"There was a time when a fool and his money were soon parted, but now it happens to everybody"
About this Quote
The intent is political without sounding like policy. Stevenson, a mid-century liberal trying to sell competence in an era of booming consumer capitalism and expanding government, is pointing at a world where ordinary people are increasingly exposed: to inflation, to credit, to salesmanship, to bureaucratic fees, to markets they don’t control, to the creeping sense that the system is engineered to skim. The subtext is almost anti-moralistic: stop blaming individuals for outcomes that are structurally produced. If “everybody” is losing money, then “fool” becomes an alibi the powerful use to dodge accountability.
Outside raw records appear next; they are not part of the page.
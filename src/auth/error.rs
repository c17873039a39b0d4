//! Authentication failure taxonomy.
//!
//! Every variant maps to 403 at the edge. The detailed reason is for logs
//! and metrics only and never reaches the client.

use std::time::Duration;

use axum::http::StatusCode;

/// Why a request failed signature verification.
#[derive(Debug, Clone, PartialEq, Eq, thiserror::Error)]
pub enum AuthFailure {
    #[error("malformed request: {0}")]
    MalformedRequest(&'static str),
    #[error("unknown credential")]
    UnknownCredential,
    #[error("revoked credential")]
    RevokedCredential,
    #[error("timestamp {timestamp} outside skew window (now {now})")]
    StaleTimestamp { timestamp: i64, now: i64 },
    #[error("nonce already consumed")]
    ReplayedNonce,
    #[error("signature mismatch")]
    SignatureMismatch,
    #[error("dependency unavailable: {0}")]
    UnavailableDependency(#[from] StoreError),
}

impl AuthFailure {
    /// Stable reason label used in logs and metrics.
    pub fn reason(&self) -> &'static str {
        match self {
            AuthFailure::MalformedRequest(_) => "malformed-request",
            AuthFailure::UnknownCredential => "unknown-credential",
            AuthFailure::RevokedCredential => "revoked-credential",
            AuthFailure::StaleTimestamp { .. } => "stale-timestamp",
            AuthFailure::ReplayedNonce => "replayed-nonce",
            AuthFailure::SignatureMismatch => "signature-mismatch",
            AuthFailure::UnavailableDependency(_) => "unavailable-dependency",
        }
    }

    /// All authentication failures surface identically to the caller.
    pub fn status_code(&self) -> StatusCode {
        StatusCode::FORBIDDEN
    }

    /// Dependency failures are alerted on separately from caller mistakes.
    pub fn is_dependency_failure(&self) -> bool {
        matches!(self, AuthFailure::UnavailableDependency(_))
    }
}

/// Failure talking to an external store (credential store or nonce cache).
#[derive(Debug, Clone, PartialEq, Eq, thiserror::Error)]
pub enum StoreError {
    #[error("{store} call timed out after {timeout_ms}ms")]
    Timeout { store: &'static str, timeout_ms: u64 },
    #[error("{store} unreachable: {message}")]
    Unreachable { store: &'static str, message: String },
    #[error("nonce TTL {0:?} is out of range")]
    InvalidTtl(Duration),
}

#[cfg(test)]
mod tests {
    use super::*;

    #[test]
    fn test_reasons_are_stable() {
        assert_eq!(AuthFailure::MalformedRequest("missing sign").reason(), "malformed-request");
        assert_eq!(AuthFailure::ReplayedNonce.reason(), "replayed-nonce");
        assert_eq!(
            AuthFailure::StaleTimestamp { timestamp: 0, now: 1000 }.reason(),
            "stale-timestamp"
        );
        let timeout = StoreError::Timeout { store: "nonce-store", timeout_ms: 10 };
        assert_eq!(AuthFailure::from(timeout).reason(), "unavailable-dependency");
    }

    #[test]
    fn test_every_failure_is_forbidden() {
        let failures = [
            AuthFailure::MalformedRequest("x"),
            AuthFailure::UnknownCredential,
            AuthFailure::RevokedCredential,
            AuthFailure::ReplayedNonce,
            AuthFailure::SignatureMismatch,
            AuthFailure::UnavailableDependency(StoreError::Unreachable {
                store: "credential-store",
                message: "down".into(),
            }),
        ];
        for failure in failures {
            assert_eq!(failure.status_code(), StatusCode::FORBIDDEN);
        }
    }
}
//! Replay protection store.
//!
//! A nonce record means "(access key, nonce) already consumed". Records are
//! never deleted explicitly; they simply stop counting once their TTL lapses.

use std::sync::Arc;
use std::time::Duration;

use async_trait::async_trait;
use dashmap::mapref::entry::Entry;
use dashmap::DashMap;
use tokio::sync::broadcast;
use tokio::time::{self, Instant};

use crate::auth::error::StoreError;

/// Atomic set-if-absent over (access key, nonce) pairs with expiry.
#[async_trait]
pub trait NonceStore: Send + Sync {
    /// Returns `true` if the record was newly written, `false` if a live record existed.
    /// Check and write must happen as one atomic step.
    async fn set_if_absent(&self, access_key: &str, nonce: &str, ttl: Duration) -> Result<bool, StoreError>;
}

/// In-memory nonce store backed by a sharded concurrent map.
#[derive(Clone, Default)]
pub struct InMemoryNonceStore {
    inner: Arc<DashMap<(String, String), Instant>>,
}

impl InMemoryNonceStore {
    pub fn new() -> Self {
        Self::default()
    }

    /// Drop every expired record. Returns how many were removed.
    pub fn purge_expired(&self) -> usize {
        let now = Instant::now();
        let before = self.inner.len();
        self.inner.retain(|_, expires_at| *expires_at > now);
        before.saturating_sub(self.inner.len())
    }

    pub fn len(&self) -> usize {
        self.inner.len()
    }

    /// Purge expired records every `every` until `shutdown` fires.
    pub async fn run_purge(self, every: Duration, mut shutdown: broadcast::Receiver<()>) {
        tracing::info!(interval_secs = every.as_secs(), "Nonce purge starting");
        let mut ticker = time::interval(every);

        loop {
            tokio::select! {
                _ = ticker.tick() => {
                    let removed = self.purge_expired();
                    if removed > 0 {
                        tracing::debug!(removed, remaining = self.len(), "Expired nonces purged");
                    }
                }
                _ = shutdown.recv() => {
                    tracing::info!("Nonce purge received shutdown signal, exiting loop");
                    break;
                }
            }
        }
    }

    pub fn is_empty(&self) -> bool {
        self.inner.is_empty()
    }
}

#[async_trait]
impl NonceStore for InMemoryNonceStore {
    async fn set_if_absent(&self, access_key: &str, nonce: &str, ttl: Duration) -> Result<bool, StoreError> {
        let now = Instant::now();
        let expires_at = now.checked_add(ttl).ok_or(StoreError::InvalidTtl(ttl))?;
        let key = (access_key.to_string(), nonce.to_string());

        // The entry guard holds the shard lock across check and write.
        let written = match self.inner.entry(key) {
            Entry::Occupied(mut record) => {
                if *record.get() <= now {
                    record.insert(expires_at);
                    true
                } else {
                    false
                }
            }
            Entry::Vacant(slot) => {
                slot.insert(expires_at);
                true
            }
        };
        Ok(written)
    }
}

#[cfg(test)]
mod tests {
    use super::*;

    #[tokio::test]
    async fn test_second_write_is_rejected() {
        let store = InMemoryNonceStore::new();
        let ttl = Duration::from_secs(60);
        assert!(store.set_if_absent("ak", "n1", ttl).await.unwrap());
        assert!(!store.set_if_absent("ak", "n1", ttl).await.unwrap());
    }

    #[tokio::test]
    async fn test_nonces_are_scoped_per_access_key() {
        let store = InMemoryNonceStore::new();
        let ttl = Duration::from_secs(60);
        assert!(store.set_if_absent("ak-1", "n1", ttl).await.unwrap());
        assert!(store.set_if_absent("ak-2", "n1", ttl).await.unwrap());
        assert_eq!(store.len(), 2);
    }

    #[tokio::test(start_paused = true)]
    async fn test_expired_record_can_be_rewritten() {
        let store = InMemoryNonceStore::new();
        let ttl = Duration::from_secs(5);
        assert!(store.set_if_absent("ak", "n1", ttl).await.unwrap());

        tokio::time::advance(Duration::from_secs(6)).await;
        assert!(store.set_if_absent("ak", "n1", ttl).await.unwrap());
    }

    #[tokio::test(start_paused = true)]
    async fn test_purge_expired() {
        let store = InMemoryNonceStore::new();
        store.set_if_absent("ak", "short", Duration::from_secs(1)).await.unwrap();
        store.set_if_absent("ak", "long", Duration::from_secs(100)).await.unwrap();

        tokio::time::advance(Duration::from_secs(2)).await;
        assert_eq!(store.purge_expired(), 1);
        assert_eq!(store.len(), 1);
    }

    #[tokio::test(start_paused = true)]
    async fn test_purge_task_bounds_store_to_live_window() {
        let store = InMemoryNonceStore::new();
        for i in 0..1000 {
            store.set_if_absent("ak", &format!("n-{i}"), Duration::from_secs(1)).await.unwrap();
        }
        assert_eq!(store.len(), 1000);

        let (tx, rx) = broadcast::channel(1);
        let task = tokio::spawn(store.clone().run_purge(Duration::from_secs(1), rx));

        tokio::time::sleep(Duration::from_secs(3)).await;
        assert!(store.is_empty());

        store.set_if_absent("ak", "fresh", Duration::from_secs(60)).await.unwrap();
        tokio::time::sleep(Duration::from_secs(3)).await;
        assert_eq!(store.len(), 1);

        tx.send(()).unwrap();
        task.await.unwrap();
    }

    #[tokio::test]
    async fn test_unrepresentable_ttl_is_an_error() {
        let store = InMemoryNonceStore::new();
        let err = store.set_if_absent("ak", "n1", Duration::MAX).await.unwrap_err();
        assert_eq!(err, StoreError::InvalidTtl(Duration::MAX));
        assert!(store.is_empty());
    }

    #[tokio::test(flavor = "multi_thread", worker_threads = 4)]
    async fn test_concurrent_writers_single_winner() {
        let store = InMemoryNonceStore::new();
        let mut handles = Vec::new();
        for _ in 0..32 {
            let store = store.clone();
            handles.push(tokio::spawn(async move {
                store.set_if_absent("ak", "same", Duration::from_secs(60)).await.unwrap()
            }));
        }

        let mut winners = 0;
        for handle in handles {
            if handle.await.unwrap() {
                winners += 1;
            }
        }
        assert_eq!(winners, 1);
    }
}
It also works because it flatters and implicates at the same time. The audience gets to feel savvy - we’re not fools - while being forced to admit we’re still vulnerable. That tension is Stevenson’s real message: modern economics has industrialized the old con. What used to be a punchline about personal gullibility has become a diagnosis of a society where complexity and persuasion are doing the parting.
Quote Details
| Topic | Witty One-Liners |
|---|---|
| Source | Help us find the source |
| Cite |
Citation Formats
APA Style (7th ed.)
Stevenson, Adlai E. (2026, January 17). There was a time when a fool and his money were soon parted, but now it happens to everybody. FixQuotes. https://fixquotes.com/quotes/there-was-a-time-when-a-fool-and-his-money-were-36396/
Chicago Style
Stevenson, Adlai E. "There was a time when a fool and his money were soon parted, but now it happens to everybody." FixQuotes. January 17, 2026. https://fixquotes.com/quotes/there-was-a-time-when-a-fool-and-his-money-were-36396/.
MLA Style (9th ed.)
"There was a time when a fool and his money were soon parted, but now it happens to everybody." FixQuotes, 17 Jan. 2026, https://fixquotes.com/quotes/there-was-a-time-when-a-fool-and-his-money-were-36396/. Accessed 19 Feb. 2026.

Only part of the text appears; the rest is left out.